BROWN: Let me just -- can I just -- I just --
DUBKE: Which is not true though?
GANGEL: It's not.
BEGALA: Ten million is a total count. It's a guess. It's a total count from all of time, there was 10 million undocs, not the 10 million came over during Biden. BROWN: That is true. It's over decades, that is --
BEGALA: Number two, border crossings had collapsed far lower --
(CROSSTALK)
BROWN: The last three months, they have gone down but they have also reached a high point, very high points during the Harris administration. But it is true to the Donald Trump killed that bill that could have fortified the border more.
And yet when it comes to immigration, as you can speak to, Donald Trump is still viewed by voters --
ANDERSON: Donald Trump is trusted more on the issue and America has really moved to the right on this issue over the course of the last eight years, things that when Donald Trump first came out and said, you know, build the wall, that was his signature thing he's going to do on immigration. People said that seems kind of extreme and now, not only is that considered a pretty mainstream policy, that majorities of Americans support. You have Democrats now saying we believe we need to build more physical structures at the border, too.
So, Donald Trump and his time as the main character of our politics, we've seen the issue of immigration and American public opinion shift to the right. And I think it's notable, too, you know, those billboards in Arizona -- this is why I encourage people from a polling perspective, these battleground state polls matter a lot more than national polls because billboards like that are not going up in Colorado. They're not going up in Virginia. They're going up in the battleground states where people think this question of who is Kamala Harris is more up for grabs. And so that's why just remember the information environment for a voter in a battleground state looks different and has a lot more negative messaging about Kamala Harris than somebody who lives in a non-battleground state.
BROWN: Really important point. We'll leave it there, but stick around because there is still more to discuss later in the show.
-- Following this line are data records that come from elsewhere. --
//! CLI runner - executes commands

use crate::cli::commands::{Cli, Commands, GenArgs, OutputFormat};
use crate::cli::server::{serve, ServerConfig};
use crate::config::{ConfigOverrides, GenerateConfig};
use crate::error::{Error, Result};
use crate::generator::{GenerateFileRequest, GenerateResponse, Generator};
use crate::profile::{load_profile, ProfileRegistry};
use crate::schema::SchemaInferrer;
use crate::types::TypeTag;
use serde_json::{json, Value};
use std::collections::HashSet;
use std::fs;
use std::path::{Path, PathBuf};
use tracing::{debug, info, warn};

/// CLI runner
pub struct Runner {
    cli: Cli,
}

impl Runner {
    /// Create a new runner
    pub fn new(cli: Cli) -> Self {
        Self { cli }
    }

    /// Run the CLI command
    pub async fn run(&self) -> Result<()> {
        match &self.cli.command {
            Commands::Gen(args) => self.generate(args),
            Commands::Schema {
                data_file,
                detect_string_subtypes,
            } => self.schema(data_file, *detect_string_subtypes),
            Commands::Langs { code, name } => self.langs(code.as_deref(), name.as_deref()),
            Commands::Types => self.types(),
            Commands::Serve { port, profiles } => {
                let config = ServerConfig {
                    registry: build_registry(profiles)?,
                };
                serve(config, *port).await
            }
        }
    }

    /// Render a template and write (or print) the files
    fn generate(&self, args: &GenArgs) -> Result<()> {
        let mut registry = ProfileRegistry::builtin()?;
        let mut overrides = overrides_from_args(args);

        if let Some(path) = &args.profile {
            let profile = load_profile(path)?;
            info!(code = %profile.code, name = %profile.display_name(), path = %path.display(), "Registered custom profile");
            if overrides.lang.is_none() {
                overrides.lang = Some(profile.code.clone());
            }
            registry.register(profile)?;
        }

        let mut config = match &args.config_file {
            Some(path) => {
                debug!(path = %path.display(), "Loading config");
                GenerateConfig::load(path)?
            }
            None => GenerateConfig::default(),
        };
        config.apply_overrides(&overrides);

        let request = GenerateFileRequest {
            tmpl_file: args.template_file.clone(),
            data_file: args.data_file.clone(),
            config_file: None,
            config,
        };
        let response = Generator::new(registry).generate_from_files(&request)?;

        match &args.out {
            Some(dir) => write_files(dir, &response).map(|_| ()),
            None => {
                self.print_files(&response);
                Ok(())
            }
        }
    }

    /// Print the inferred (unformatted) schema tree
    fn schema(&self, data_file: &Path, detect_string_subtypes: bool) -> Result<()> {
        let content = fs::read_to_string(data_file).map_err(|e| {
            Error::config(format!(
                "Failed to read data file '{}': {}",
                data_file.display(),
                e
            ))
        })?;
        let value: Value = serde_json::from_str(&content)?;
        let root = SchemaInferrer::new()
            .with_string_subtypes(detect_string_subtypes)
            .infer(&value)?;

        self.output_message(&json!({
            "type": "SCHEMA",
            "nodes": root.node_count(),
            "root": root
        }));
        Ok(())
    }

    /// List languages
    fn langs(&self, code: Option<&str>, name: Option<&str>) -> Result<()> {
        let registry = ProfileRegistry::builtin()?;
        let langs = registry.list(code, name);

        self.output_message(&json!({
            "type": "LANGS",
            "langs": langs
        }));
        Ok(())
    }

    /// List the lattice tags
    fn types(&self) -> Result<()> {
        let base: Vec<&str> = TypeTag::BASE.iter().map(|t| t.as_str()).collect();
        let extended: Vec<&str> = TypeTag::EXTENDED.iter().map(|t| t.as_str()).collect();

        self.output_message(&json!({
            "type": "TYPES",
            "required": base,
            "optional": extended
        }));
        Ok(())
    }

    /// Print rendered files to stdout
    fn print_files(&self, response: &GenerateResponse) {
        match self.cli.format {
            OutputFormat::Json => {
                println!("{}", serde_json::to_string(response).unwrap_or_default());
            }
            OutputFormat::Pretty => {
                for file in &response.rendered_files {
                    println!("// ===== {} =====", file.file_name);
                    println!("{}", file.content);
                }
            }
        }
    }

    /// Output a message
    fn output_message(&self, msg: &Value) {
        match self.cli.format {
            OutputFormat::Json => {
                println!("{}", serde_json::to_string(msg).unwrap_or_default());
            }
            OutputFormat::Pretty => {
                println!("{}", serde_json::to_string_pretty(msg).unwrap_or_default());
            }
        }
    }
}

fn overrides_from_args(args: &GenArgs) -> ConfigOverrides {
    ConfigOverrides {
        lang: args.lang.clone(),
        root_class_name: args.root_class_name.clone(),
        prefix_class_name: args.prefix_class_name.clone(),
        suffix_class_name: args.suffix_class_name.clone(),
        sort_properties: args.sort_properties,
        detect_string_subtypes: args.detect_string_subtypes,
    }
}

/// Built-in profiles plus any extra profile files
pub fn build_registry(profiles: &[PathBuf]) -> Result<ProfileRegistry> {
    let mut registry = ProfileRegistry::builtin()?;
    for path in profiles {
        let profile = load_profile(path)?;
        info!(code = %profile.code, name = %profile.display_name(), path = %path.display(), "Registered custom profile");
        registry.register(profile)?;
    }
    Ok(registry)
}

/// Write every rendered file into `dir`, creating it if needed
///
/// Returns the written paths. Files with the same name overwrite each other
/// in order; a warning is logged for each collision.
pub fn write_files(dir: &Path, response: &GenerateResponse) -> Result<Vec<PathBuf>> {
    fs::create_dir_all(dir)?;

    let mut seen = HashSet::new();
    let mut written = Vec::with_capacity(response.rendered_files.len());
    for file in &response.rendered_files {
        if !seen.insert(file.file_name.as_str()) {
            warn!(file = %file.file_name, "Overwriting file written earlier in this run");
        }
        let path = dir.join(&file.file_name);
        fs::write(&path, &file.content)?;
        info!(path = %path.display(), bytes = file.content.len(), "Wrote file");
        written.push(path);
    }
    Ok(written)
}

#[cfg(test)]
mod tests {
    use super::*;
    use crate::generator::RenderedFile;
    use std::time::Duration;

    fn response(names: &[&str]) -> GenerateResponse {
        GenerateResponse {
            rendered_files: names
                .iter()
                .enumerate()
                .map(|(i, name)| RenderedFile {
                    file_name: (*name).to_string(),
                    content: format!("content {i}"),
                })
                .collect(),
            render_time: Duration::ZERO,
        }
    }

    #[test]
    fn test_write_files_creates_directory() {
        let dir = tempfile::tempdir().unwrap();
        let out = dir.path().join("nested/out");

        let written = write_files(&out, &response(&["a.go", "b.go"])).unwrap();
        assert_eq!(written.len(), 2);
        assert_eq!(fs::read_to_string(out.join("b.go")).unwrap(), "content 1");
    }

    #[test]
    fn test_write_files_last_duplicate_wins() {
        let dir = tempfile::tempdir().unwrap();
        write_files(dir.path(), &response(&["a.go", "a.go"])).unwrap();
        assert_eq!(
            fs::read_to_string(dir.path().join("a.go")).unwrap(),
            "content 1"
        );
    }

    #[test]
    fn test_overrides_from_args() {
        let args = GenArgs {
            lang: Some("php".into()),
            suffix_class_name: Some("Dto".into()),
            sort_properties: true,
            ..GenArgs::default()
        };
        let overrides = overrides_from_args(&args);
        assert_eq!(overrides.lang.as_deref(), Some("php"));
        assert_eq!(overrides.suffix_class_name.as_deref(), Some("Dto"));
        assert!(overrides.sort_properties);
        assert!(!overrides.detect_string_subtypes);
    }

    #[test]
    fn test_build_registry_with_extra_profile() {
        let dir = tempfile::tempdir().unwrap();
        let path = dir.path().join("ts.yaml");
        fs::write(
            &path,
            r#"
code: ts
name: TypeScript
fileExtension: .ts
typeMapping:
  "null": "null"
  bool: boolean
  int: number
  float: number
  string: string
  object: "{{ Name }}"
  array: "any[]"
  arrayBool: "boolean[]"
  arrayInt: "number[]"
  arrayFloat: "number[]"
  arrayString: "string[]"
  arrayObject: "{{ Name }}[]"
"#,
        )
        .unwrap();

        let registry = build_registry(&[path]).unwrap();
        assert_eq!(registry.len(), 5);
        assert_eq!(registry.require("ts").unwrap().name, "TypeScript");
    }
}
I also want to talk about Donald Trump's message moments ago to voters in Michigan. Plus, what he's saying one day after that major filing from the special counsel, 165 pages of evidence and a January 6 case coming just weeks before the November election.
Also ahead, surveying the destruction after an unprecedented storm. What some families in Florida tells CNN about losing practically everything they owned. Can you imagine?
(COMMERCIAL BREAK)
[16:23:30]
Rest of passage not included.